→ Instructions for the task
Please repeat, from the entries that follow, the lines from the one containing "pub mod task;" through the one containing "pub use crate::error::Error;" exactly, adding nothing.

-- Opening Marker --

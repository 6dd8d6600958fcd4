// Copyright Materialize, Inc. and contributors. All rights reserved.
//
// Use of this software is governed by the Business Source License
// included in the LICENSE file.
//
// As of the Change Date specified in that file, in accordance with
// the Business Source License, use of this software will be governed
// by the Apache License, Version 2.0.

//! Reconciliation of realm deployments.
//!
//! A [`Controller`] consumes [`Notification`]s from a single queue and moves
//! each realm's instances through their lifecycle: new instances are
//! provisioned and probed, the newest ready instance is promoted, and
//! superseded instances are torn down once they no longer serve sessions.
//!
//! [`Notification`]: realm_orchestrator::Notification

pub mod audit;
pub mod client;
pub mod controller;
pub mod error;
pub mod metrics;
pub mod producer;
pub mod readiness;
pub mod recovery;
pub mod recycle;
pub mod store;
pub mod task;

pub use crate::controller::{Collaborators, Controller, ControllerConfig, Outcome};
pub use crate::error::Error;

-- Closing Marker --
-- Opening Marker --

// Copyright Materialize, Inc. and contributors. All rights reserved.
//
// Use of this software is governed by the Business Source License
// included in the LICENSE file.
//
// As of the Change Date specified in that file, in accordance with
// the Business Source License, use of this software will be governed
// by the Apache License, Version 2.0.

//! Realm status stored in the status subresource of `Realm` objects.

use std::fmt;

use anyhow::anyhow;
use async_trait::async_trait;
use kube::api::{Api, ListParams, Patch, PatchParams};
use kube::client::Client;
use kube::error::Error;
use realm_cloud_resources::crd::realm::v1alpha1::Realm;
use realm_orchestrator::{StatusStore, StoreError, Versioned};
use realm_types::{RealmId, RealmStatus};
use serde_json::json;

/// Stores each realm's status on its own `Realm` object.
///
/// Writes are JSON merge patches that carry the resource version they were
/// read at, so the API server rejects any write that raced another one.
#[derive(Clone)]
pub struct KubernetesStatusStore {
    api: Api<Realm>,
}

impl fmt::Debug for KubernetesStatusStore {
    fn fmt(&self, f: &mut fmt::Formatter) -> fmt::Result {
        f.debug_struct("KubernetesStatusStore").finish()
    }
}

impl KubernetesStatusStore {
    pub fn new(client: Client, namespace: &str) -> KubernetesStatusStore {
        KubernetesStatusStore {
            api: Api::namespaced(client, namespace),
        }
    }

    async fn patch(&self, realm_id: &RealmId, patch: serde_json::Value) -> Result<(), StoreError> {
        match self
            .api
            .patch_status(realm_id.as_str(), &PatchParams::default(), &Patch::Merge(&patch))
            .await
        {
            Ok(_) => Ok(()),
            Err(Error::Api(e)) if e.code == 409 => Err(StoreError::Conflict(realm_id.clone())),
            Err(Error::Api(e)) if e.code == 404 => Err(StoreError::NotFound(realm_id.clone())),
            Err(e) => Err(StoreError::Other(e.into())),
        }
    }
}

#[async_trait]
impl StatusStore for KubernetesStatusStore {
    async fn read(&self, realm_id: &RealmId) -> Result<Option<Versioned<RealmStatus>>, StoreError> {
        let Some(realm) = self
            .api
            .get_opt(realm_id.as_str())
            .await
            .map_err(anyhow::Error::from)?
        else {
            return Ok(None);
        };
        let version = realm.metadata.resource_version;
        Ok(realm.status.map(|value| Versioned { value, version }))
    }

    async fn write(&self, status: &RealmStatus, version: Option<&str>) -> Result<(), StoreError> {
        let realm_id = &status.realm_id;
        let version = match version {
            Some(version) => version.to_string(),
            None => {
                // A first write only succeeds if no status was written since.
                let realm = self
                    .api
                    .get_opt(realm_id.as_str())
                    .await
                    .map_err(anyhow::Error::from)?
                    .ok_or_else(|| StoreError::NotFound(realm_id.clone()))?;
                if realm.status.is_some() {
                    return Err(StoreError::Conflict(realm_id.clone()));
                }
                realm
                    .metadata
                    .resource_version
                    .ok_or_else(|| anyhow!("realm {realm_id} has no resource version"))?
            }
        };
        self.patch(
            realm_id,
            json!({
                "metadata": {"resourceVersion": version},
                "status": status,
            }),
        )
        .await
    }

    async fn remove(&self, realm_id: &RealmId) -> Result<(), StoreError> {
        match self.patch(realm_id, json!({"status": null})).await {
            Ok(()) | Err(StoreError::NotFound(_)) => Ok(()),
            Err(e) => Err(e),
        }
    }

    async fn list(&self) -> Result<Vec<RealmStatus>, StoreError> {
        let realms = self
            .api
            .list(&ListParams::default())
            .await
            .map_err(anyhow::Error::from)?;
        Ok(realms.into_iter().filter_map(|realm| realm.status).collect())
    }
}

-- Closing Marker --

→ Solution to this problem
pub mod task;

pub use crate::controller::{Collaborators, Controller, ControllerConfig, Outcome};
pub use crate::error::Error;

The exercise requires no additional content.